### PROBLEM STATEMENT
Print exactly the lines below between the line holding "pub async fn run_migrations(pool: &SqlitePool)" and the line holding "pass through untouched.", inclusive, and nothing more.

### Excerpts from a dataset

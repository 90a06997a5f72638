//! Persisted key/value state standing in for browser local storage.
//!
//! Production uses a small SQLite table; tests and ephemeral runs use the
//! in-memory map. Only the session layer reads or writes these keys.
use anyhow::{Context, Result};
use async_trait::async_trait;
use sqlx::SqlitePool;
use std::collections::HashMap;
use std::sync::Mutex;
use tracing::instrument;

/// Fixed key names shared with the web dashboard.
pub mod keys {
    pub const ACCESS: &str = "access";
    pub const REFRESH: &str = "refresh";
    pub const ROLE: &str = "role";
    pub const USERNAME: &str = "username";
    pub const EMAIL: &str = "email";
    pub const USER_ID: &str = "user_id";

    pub const ALL: [&str; 6] = [ACCESS, REFRESH, ROLE, USERNAME, EMAIL, USER_ID];
}

#[async_trait]
pub trait LocalStorage: Send + Sync {
    async fn get(&self, key: &str) -> Result<Option<String>>;
    async fn set(&self, key: &str, value: &str) -> Result<()>;
    async fn remove(&self, key: &str) -> Result<()>;
}

#[derive(Debug, Default)]
pub struct MemoryStorage {
    entries: Mutex<HashMap<String, String>>,
}

impl MemoryStorage {
    pub fn new() -> Self {
        Self::default()
    }

    pub fn with_entries<'a>(entries: impl IntoIterator<Item = (&'a str, &'a str)>) -> Self {
        let map = entries
            .into_iter()
            .map(|(k, v)| (k.to_string(), v.to_string()))
            .collect();
        Self {
            entries: Mutex::new(map),
        }
    }

    pub fn snapshot(&self) -> HashMap<String, String> {
        self.entries
            .lock()
            .map(|guard| guard.clone())
            .unwrap_or_default()
    }

    fn with_map<R>(&self, f: impl FnOnce(&mut HashMap<String, String>) -> R) -> Result<R> {
        let mut guard = self
            .entries
            .lock()
            .map_err(|_| anyhow::anyhow!("memory storage poisoned"))?;
        Ok(f(&mut guard))
    }
}

#[async_trait]
impl LocalStorage for MemoryStorage {
    async fn get(&self, key: &str) -> Result<Option<String>> {
        self.with_map(|map| map.get(key).cloned())
    }

    async fn set(&self, key: &str, value: &str) -> Result<()> {
        self.with_map(|map| {
            map.insert(key.to_string(), value.to_string());
        })
    }

    async fn remove(&self, key: &str) -> Result<()> {
        self.with_map(|map| {
            map.remove(key);
        })
    }
}

#[derive(Debug, Clone)]
pub struct SqliteStorage {
    pool: SqlitePool,
}

impl SqliteStorage {
    /// Connect, apply migrations, and return a ready store.
    pub async fn open(database_url: &str) -> Result<Self> {
        let pool = init_pool(database_url).await?;
        run_migrations(&pool).await?;
        Ok(Self { pool })
    }

    pub fn pool(&self) -> &SqlitePool {
        &self.pool
    }
}

#[async_trait]
impl LocalStorage for SqliteStorage {
    #[instrument(skip(self))]
    async fn get(&self, key: &str) -> Result<Option<String>> {
        let value =
            sqlx::query_scalar::<_, String>("SELECT value FROM local_storage WHERE key = ?")
                .bind(key)
                .fetch_optional(&self.pool)
                .await
                .with_context(|| format!("failed to read local storage key {key}"))?;
        Ok(value)
    }

    #[instrument(skip(self, value))]
    async fn set(&self, key: &str, value: &str) -> Result<()> {
        sqlx::query(
            "INSERT INTO local_storage (key, value) VALUES (?, ?)
             ON CONFLICT(key) DO UPDATE SET value = excluded.value, updated_at = CURRENT_TIMESTAMP",
        )
        .bind(key)
        .bind(value)
        .execute(&self.pool)
        .await
        .with_context(|| format!("failed to write local storage key {key}"))?;
        Ok(())
    }

    #[instrument(skip(self))]
    async fn remove(&self, key: &str) -> Result<()> {
        sqlx::query("DELETE FROM local_storage WHERE key = ?")
            .bind(key)
            .execute(&self.pool)
            .await
            .with_context(|| format!("failed to delete local storage key {key}"))?;
        Ok(())
    }
}

pub async fn init_pool(database_url: &str) -> Result<SqlitePool> {
    let normalized = prepare_sqlite_url(database_url);
    let pool = SqlitePool::connect(&normalized)
        .await
        .with_context(|| format!("failed to open {normalized}"))?;
    sqlx::query("PRAGMA journal_mode=WAL;")
        .execute(&pool)
        .await?;
    sqlx::query("PRAGMA synchronous=FULL;")
        .execute(&pool)
        .await?;
    Ok(pool)
}

pub async fn run_migrations(pool: &SqlitePool) -> Result<()> {
    sqlx::migrate!("./migrations").run(pool).await?;
    Ok(())
}

/// For a file-backed SQLite URL, expand a leading `~/`, ensure the parent
/// directory exists and request file creation. In-memory and non-sqlite URLs
/// pass through untouched.
fn prepare_sqlite_url(url: &str) -> String {
    if !url.starts_with("sqlite:") || url.starts_with("sqlite::memory") {
        return url.to_string();
    }

    let rest = &url["sqlite:".len()..];
    let path_with_query = rest.strip_prefix("//").unwrap_or(rest);
    let (path_part, query_part) = match path_with_query.split_once('?') {
        Some((p, q)) => (p, Some(q)),
        None => (path_with_query, None),
    };
    if path_part.is_empty() {
        return url.to_string();
    }

    let expanded_path = match path_part.strip_prefix("~/") {
        Some(rest) => match std::env::var("HOME") {
            Ok(home) => format!("{}/{}", home.trim_end_matches('/'), rest),
            Err(_) => path_part.to_string(),
        },
        None => path_part.to_string(),
    };

    if let Some(parent) = std::path::Path::new(&expanded_path).parent() {
        if !parent.as_os_str().is_empty() {
            let _ = std::fs::create_dir_all(parent);
        }
    }

    let query = match query_part {
        Some(q) if q.contains("mode=") => q.to_string(),
        Some(q) => format!("{q}&mode=rwc"),
        None => "mode=rwc".to_string(),
    };
    format!("sqlite://{expanded_path}?{query}")
}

### ANSWER SECTION
pub async fn run_migrations(pool: &SqlitePool) -> Result<()> {
    sqlx::migrate!("./migrations").run(pool).await?;
    Ok(())
}

/// For a file-backed SQLite URL, expand a leading `~/`, ensure the parent
/// directory exists and request file creation. In-memory and non-sqlite URLs
/// pass through untouched.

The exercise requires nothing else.